What is required = Take each line of the entries below that contains "NullKernel" and copy it.

(Stored data entries)
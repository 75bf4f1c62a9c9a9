//! Geometry kernel abstraction.
//!
//! The face builder talks to the kernel through the `GeometryKernel`
//! trait; backends decide how edges, wires and faces are actually
//! represented and validated.

mod polyline;

pub use polyline::PolylineKernel;

use glam::DVec2;
use serde::{Deserialize, Serialize};
use thiserror::Error;
use uuid::Uuid;

/// Error type for kernel operations
#[derive(Debug, Clone, Error, PartialEq)]
pub enum KernelError {
    #[error("invalid edge: {0}")]
    InvalidEdge(String),

    #[error("invalid wire: {0}")]
    InvalidWire(String),

    #[error("face construction failed: {0}")]
    FaceRejected(String),

    #[error("kernel not available: {0}")]
    KernelNotAvailable(String),
}

/// Result type for kernel operations
pub type KernelResult<T> = Result<T, KernelError>;

/// A straight edge between two planar points
#[derive(Debug, Clone, Copy, PartialEq, Serialize, Deserialize)]
pub struct Edge {
    /// Start point
    pub start: DVec2,
    /// End point
    pub end: DVec2,
}

impl Edge {
    /// Create a new edge
    pub fn new(start: DVec2, end: DVec2) -> Self {
        Self { start, end }
    }

    /// Length of the edge
    pub fn length(&self) -> f64 {
        self.start.distance(self.end)
    }

    /// Midpoint of the edge
    pub fn midpoint(&self) -> DVec2 {
        (self.start + self.end) * 0.5
    }
}

/// A closed loop of edges in traversal order
#[derive(Debug, Clone, Serialize, Deserialize)]
pub struct Wire {
    /// Unique identifier
    pub id: Uuid,
    /// Edges in traversal order
    pub edges: Vec<Edge>,
}

impl Wire {
    /// Create a wire from ordered edges
    pub fn new(edges: Vec<Edge>) -> Self {
        Self {
            id: Uuid::new_v4(),
            edges,
        }
    }

    /// The edge start points in traversal order
    pub fn points(&self) -> Vec<DVec2> {
        self.edges.iter().map(|e| e.start).collect()
    }
}

/// A planar face: one outer boundary and zero or more holes
#[derive(Debug, Clone, Serialize, Deserialize)]
pub struct Face {
    /// Unique identifier
    pub id: Uuid,
    /// Outer boundary wire
    pub outer: Wire,
    /// Inner boundary wires subtracted from the face
    pub holes: Vec<Wire>,
}

impl Face {
    /// Create a face from an outer wire and holes
    pub fn new(outer: Wire, holes: Vec<Wire>) -> Self {
        Self {
            id: Uuid::new_v4(),
            outer,
            holes,
        }
    }

    /// Number of holes
    pub fn hole_count(&self) -> usize {
        self.holes.len()
    }
}

/// The geometry kernel trait.
///
/// Implementations provide edge, wire and face construction with
/// whatever validation the backend supports. All operations are
/// synchronous and blocking.
pub trait GeometryKernel: Send + Sync {
    /// Name of this kernel
    fn name(&self) -> &str;

    /// Whether the kernel can build geometry
    fn is_available(&self) -> bool;

    /// Build an edge between two points
    fn make_edge(&self, start: DVec2, end: DVec2) -> KernelResult<Edge>;

    /// Assemble ordered edges into a closed wire
    fn make_wire(&self, edges: Vec<Edge>) -> KernelResult<Wire>;

    /// Build a face from an outer wire and hole wires
    fn make_face(&self, outer: Wire, holes: Vec<Wire>) -> KernelResult<Face>;
}

/// A null kernel that always returns errors (used when no kernel is
/// available)
#[derive(Debug, Default)]
pub struct NullKernel;

impl GeometryKernel for NullKernel {
    fn name(&self) -> &str {
        "null"
    }

    fn is_available(&self) -> bool {
        false
    }

    fn make_edge(&self, _start: DVec2, _end: DVec2) -> KernelResult<Edge> {
        Err(KernelError::KernelNotAvailable(
            "no geometry kernel available".into(),
        ))
    }

    fn make_wire(&self, _edges: Vec<Edge>) -> KernelResult<Wire> {
        Err(KernelError::KernelNotAvailable(
            "no geometry kernel available".into(),
        ))
    }

    fn make_face(&self, _outer: Wire, _holes: Vec<Wire>) -> KernelResult<Face> {
        Err(KernelError::KernelNotAvailable(
            "no geometry kernel available".into(),
        ))
    }
}

/// Get the default geometry kernel
pub fn default_kernel() -> Box<dyn GeometryKernel> {
    Box::new(PolylineKernel::new())
}

#[cfg(test)]
mod tests {
    use super::*;

    #[test]
    fn test_null_kernel_is_unavailable() {
        let kernel = NullKernel;
        assert!(!kernel.is_available());
        assert!(matches!(
            kernel.make_edge(DVec2::ZERO, DVec2::ONE),
            Err(KernelError::KernelNotAvailable(_))
        ));
    }

    #[test]
    fn test_edge_metrics() {
        let edge = Edge::new(DVec2::ZERO, DVec2::new(3.0, 4.0));
        assert_eq!(edge.length(), 5.0);
        assert_eq!(edge.midpoint(), DVec2::new(1.5, 2.0));
    }

    #[test]
    fn test_default_kernel_available() {
        assert!(default_kernel().is_available());
    }
}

Written answer =
pub struct NullKernel;
impl GeometryKernel for NullKernel {
        let kernel = NullKernel;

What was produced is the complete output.